Each line of the records below that holds "backend" should be copied out.

(Collected data)
/---

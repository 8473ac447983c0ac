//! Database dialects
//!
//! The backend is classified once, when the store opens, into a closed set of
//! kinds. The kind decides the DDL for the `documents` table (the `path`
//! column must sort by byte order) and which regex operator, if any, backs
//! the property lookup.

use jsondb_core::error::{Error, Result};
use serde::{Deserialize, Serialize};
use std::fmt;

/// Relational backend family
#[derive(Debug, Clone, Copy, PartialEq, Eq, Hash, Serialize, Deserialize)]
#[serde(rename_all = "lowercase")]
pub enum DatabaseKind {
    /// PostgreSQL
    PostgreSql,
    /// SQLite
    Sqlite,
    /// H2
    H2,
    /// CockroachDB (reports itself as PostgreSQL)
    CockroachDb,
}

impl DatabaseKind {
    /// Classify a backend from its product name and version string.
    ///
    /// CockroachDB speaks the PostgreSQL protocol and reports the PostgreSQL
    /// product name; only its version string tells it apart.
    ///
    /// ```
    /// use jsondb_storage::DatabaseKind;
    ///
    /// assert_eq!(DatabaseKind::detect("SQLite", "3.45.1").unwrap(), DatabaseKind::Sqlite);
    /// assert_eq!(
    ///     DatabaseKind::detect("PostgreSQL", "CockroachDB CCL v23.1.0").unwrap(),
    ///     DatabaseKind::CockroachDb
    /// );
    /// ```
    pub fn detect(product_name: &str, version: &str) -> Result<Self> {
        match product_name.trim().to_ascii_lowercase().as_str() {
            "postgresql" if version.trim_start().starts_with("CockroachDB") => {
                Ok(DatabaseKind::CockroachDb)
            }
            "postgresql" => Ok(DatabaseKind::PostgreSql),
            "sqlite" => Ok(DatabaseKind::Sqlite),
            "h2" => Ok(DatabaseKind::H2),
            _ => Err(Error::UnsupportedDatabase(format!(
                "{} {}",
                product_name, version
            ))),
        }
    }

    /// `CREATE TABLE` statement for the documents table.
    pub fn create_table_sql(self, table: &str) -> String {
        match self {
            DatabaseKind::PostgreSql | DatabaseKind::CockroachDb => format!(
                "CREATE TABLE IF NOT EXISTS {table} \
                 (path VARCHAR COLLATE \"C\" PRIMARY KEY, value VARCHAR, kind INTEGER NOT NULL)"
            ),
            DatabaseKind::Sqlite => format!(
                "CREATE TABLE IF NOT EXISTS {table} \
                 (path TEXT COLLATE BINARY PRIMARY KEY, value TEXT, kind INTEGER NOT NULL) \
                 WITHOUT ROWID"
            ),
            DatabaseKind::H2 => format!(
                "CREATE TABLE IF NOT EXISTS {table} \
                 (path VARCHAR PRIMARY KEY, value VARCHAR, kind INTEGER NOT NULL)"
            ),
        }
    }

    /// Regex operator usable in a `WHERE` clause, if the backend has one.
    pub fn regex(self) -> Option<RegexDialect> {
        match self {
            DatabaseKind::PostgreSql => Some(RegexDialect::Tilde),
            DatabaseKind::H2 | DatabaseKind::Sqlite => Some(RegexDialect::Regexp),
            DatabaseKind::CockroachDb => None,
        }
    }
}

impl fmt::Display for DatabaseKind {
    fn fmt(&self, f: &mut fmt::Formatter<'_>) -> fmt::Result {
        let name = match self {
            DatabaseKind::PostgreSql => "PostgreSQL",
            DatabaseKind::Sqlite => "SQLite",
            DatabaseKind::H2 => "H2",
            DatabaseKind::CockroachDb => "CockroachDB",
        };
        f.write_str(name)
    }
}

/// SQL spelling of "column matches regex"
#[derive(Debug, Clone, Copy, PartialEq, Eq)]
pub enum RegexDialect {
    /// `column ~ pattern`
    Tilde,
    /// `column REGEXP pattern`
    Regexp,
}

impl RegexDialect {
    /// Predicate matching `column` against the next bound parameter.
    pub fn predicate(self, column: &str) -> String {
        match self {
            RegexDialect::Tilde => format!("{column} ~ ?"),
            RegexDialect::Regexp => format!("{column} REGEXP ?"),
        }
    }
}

\---

• Problem solution:
//! The backend is classified once, when the store opens, into a closed set of
/// Relational backend family
    /// Classify a backend from its product name and version string.
    /// Regex operator usable in a `WHERE` clause, if the backend has one.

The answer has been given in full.